> _EXTRACTED RECORDS_:

============================================================

//! The publishing side shared by widgets and aggregators.

use std::sync::{Mutex, Weak};
use std::time::SystemTime;

use tracing::{debug, warn};

use super::{ComponentId, lock};
use crate::context::{ContextInformation, ContextInformationList};
use crate::discoverer::Discoverer;
use crate::subscription::{
    Callback, CallbackList, Delivery, Subscriber, SubscriberList, UPDATE_CALLBACK, plan_deliveries,
};

/// Current outputs, callbacks and subscribers of a producer.
#[derive(Debug)]
pub struct Queryable {
    outputs: Mutex<ContextInformationList>,
    previous: Mutex<ContextInformationList>,
    constants: ContextInformationList,
    callbacks: Mutex<CallbackList>,
    subscribers: Mutex<SubscriberList>,
}

impl Queryable {
    /// Start with the given output kinds and constant outputs. An `UPDATE`
    /// callback covering every output is installed.
    pub(crate) fn new(outputs: ContextInformationList, constants: ContextInformationList) -> Self {
        let mut all = outputs.kind_clone();
        all.put_all(constants.kind_clone(), false);
        let mut callbacks = CallbackList::new();
        callbacks.put(Callback::new(UPDATE_CALLBACK, all));

        Self {
            outputs: Mutex::new(outputs),
            previous: Mutex::new(ContextInformationList::new()),
            constants,
            callbacks: Mutex::new(callbacks),
            subscribers: Mutex::new(SubscriberList::new()),
        }
    }

    /// Current dynamic outputs.
    pub fn outputs(&self) -> ContextInformationList {
        lock(&self.outputs).clone()
    }

    pub fn constants(&self) -> &ContextInformationList {
        &self.constants
    }

    /// Dynamic outputs followed by constants.
    pub fn snapshot(&self) -> ContextInformationList {
        let mut all = self.outputs();
        all.put_all(self.constants.iter().cloned(), false);
        all
    }

    pub fn output_kinds(&self) -> ContextInformationList {
        self.snapshot().kind_clone()
    }

    pub fn is_output_kind(&self, item: &ContextInformation) -> bool {
        lock(&self.outputs).contains_kind_of(item) || self.constants.contains_kind_of(item)
    }

    /// Add an output kind, also publishing it through the `UPDATE` callback.
    /// Returns `false` if the kind was already present.
    pub(crate) fn add_output_kind(&self, kind: &ContextInformation) -> bool {
        if self.is_output_kind(kind) {
            return false;
        }
        lock(&self.outputs).put(kind.kind(), false);
        if let Some(update) = lock(&self.callbacks).get_mut(UPDATE_CALLBACK) {
            update.add_kind(kind);
        }
        true
    }

    /// Record the current outputs as the baseline that conditions compare
    /// against on the next notification. Called once per top-level update,
    /// never between the hops of an interpretation cascade.
    pub(crate) fn remember_previous(&self) {
        let outputs = lock(&self.outputs).clone();
        *lock(&self.previous) = outputs;
    }

    /// Upsert every item that is a recognized output kind. Items matched
    /// through a synonym are stored under this producer's own naming.
    /// Returns the accepted items.
    pub(crate) fn update(&self, items: ContextInformationList) -> ContextInformationList {
        let mut outputs = lock(&self.outputs);

        let now = SystemTime::now();
        let mut accepted = ContextInformationList::new();
        for item in items {
            let Some(declared) = outputs.get_by_kind(&item) else {
                debug!(kind = %item, "Ignoring item that is not an output kind");
                continue;
            };
            let mut item = if declared.is_exact_kind_of(&item) {
                item
            } else {
                item.renamed_as(declared)
            };
            if item.timestamp().is_none() {
                item = item.with_timestamp(now);
            }
            outputs.put(item.clone(), false);
            accepted.put(item, false);
        }
        accepted
    }

    pub fn callbacks(&self) -> CallbackList {
        lock(&self.callbacks).clone()
    }

    pub fn put_callback(&self, callback: Callback) {
        lock(&self.callbacks).put(callback);
    }

    pub fn subscribers(&self) -> SubscriberList {
        lock(&self.subscribers).clone()
    }

    pub fn add_subscriber(&self, subscriber: Subscriber) {
        lock(&self.subscribers).put(subscriber);
    }

    pub fn remove_subscriber(&self, id: ComponentId) -> Option<Subscriber> {
        lock(&self.subscribers).remove(id)
    }

    /// Who receives what right now. Outputs without a value are never sent.
    pub(crate) fn plan_notification(&self) -> Vec<Delivery> {
        let current: ContextInformationList = self
            .snapshot()
            .into_iter()
            .filter(ContextInformation::has_value)
            .collect();
        let previous = lock(&self.previous).clone();
        let callbacks = lock(&self.callbacks).clone();
        let subscribers = lock(&self.subscribers).clone();
        plan_deliveries(&callbacks, &subscribers, &current, &previous)
    }

    /// Push current outputs to every eligible subscriber through its
    /// `put_data`. One delivery per subscriber and callback.
    pub(crate) async fn notify(&self, publisher: ComponentId, discoverer: &Weak<Discoverer>) {
        let deliveries = self.plan_notification();
        if deliveries.is_empty() {
            return;
        }
        let Some(discoverer) = discoverer.upgrade() else {
            warn!(publisher = %publisher, "Discoverer dropped, cannot deliver notifications");
            return;
        };
        for delivery in deliveries {
            let Some(subscriber) = discoverer.get_component(delivery.subscriber_id) else {
                debug!(
                    publisher = %publisher,
                    subscriber = %delivery.subscriber_id,
                    "Subscriber no longer registered"
                );
                continue;
            };
            debug!(
                publisher = %publisher,
                subscriber = %delivery.subscriber_id,
                callback = %delivery.callback,
                items = delivery.data.len(),
                "Delivering notification"
            );
            if let Err(e) = subscriber.put_data(delivery.data).await {
                warn!(
                    publisher = %publisher,
                    subscriber = %delivery.subscriber_id,
                    error = %e,
                    "Subscriber failed to accept data"
                );
            }
        }
    }
}

#[cfg(test)]
mod tests {
    use super::*;
    use serde_json::json;

    fn ci(name: &str) -> ContextInformation {
        ContextInformation::new(name, "INTEGER", Vec::new())
    }

    fn queryable() -> Queryable {
        Queryable::new(
            vec![ci("a"), ci("b")].into(),
            vec![ci("serial").with_value(7)].into(),
        )
    }

    #[test]
    fn test_update_accepts_only_output_kinds() {
        let q = queryable();
        let accepted = q.update(vec![ci("a").with_value(1), ci("zzz").with_value(2)].into());
        assert_eq!(accepted.len(), 1);
        assert!(accepted.iter().all(|i| i.timestamp().is_some()));
        assert_eq!(q.outputs().get_by_kind(&ci("a")).unwrap().value(), &json!(1));
    }

    #[test]
    fn test_remember_previous_keeps_baseline() {
        let q = queryable();
        q.update(vec![ci("a").with_value(1)].into());
        q.remember_previous();
        q.update(vec![ci("a").with_value(2)].into());
        q.update(vec![ci("a").with_value(3)].into());
        let previous = lock(&q.previous).clone();
        assert_eq!(previous.get_by_kind(&ci("a")).unwrap().value(), &json!(1));
    }

    #[test]
    fn test_synonym_items_stored_under_own_name() {
        let q = Queryable::new(
            vec![ci("CI_LATITUDE").with_synonym(&ci("latitude"))].into(),
            ContextInformationList::new(),
        );
        let accepted = q.update(vec![ci("latitude").with_value(52)].into());
        assert_eq!(accepted.iter().next().unwrap().name(), "CI_LATITUDE");
    }

    #[test]
    fn test_snapshot_includes_constants() {
        let q = queryable();
        assert_eq!(q.snapshot().len(), 3);
        assert!(q.is_output_kind(&ci("serial")));
        assert_eq!(
            q.callbacks().get(UPDATE_CALLBACK).unwrap().kinds().len(),
            3
        );
    }

    #[test]
    fn test_add_output_kind_extends_update_callback() {
        let q = queryable();
        assert!(q.add_output_kind(&ci("c")));
        assert!(!q.add_output_kind(&ci("c")));
        assert!(q.is_output_kind(&ci("c")));
        assert!(
            q.callbacks()
                .get(UPDATE_CALLBACK)
                .unwrap()
                .kinds()
                .contains_kind_of(&ci("c"))
        );
    }

    #[test]
    fn test_plan_skips_outputs_without_value() {
        let q = queryable();
        q.add_subscriber(Subscriber::new(
            ComponentId::next(),
            "sub",
            vec![UPDATE_CALLBACK.to_string()],
        ));
        let deliveries = q.plan_notification();
        assert_eq!(deliveries.len(), 1);
        // only the constant has a value so far
        assert_eq!(deliveries[0].data.len(), 1);
    }
}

============================================================

> _PROBLEM TO SOLVE_:
Throughout the listing above, count the lines where the word "bool" appears, then reply with that count and no other words.

> _ANSWER TO THIS TASK_:
2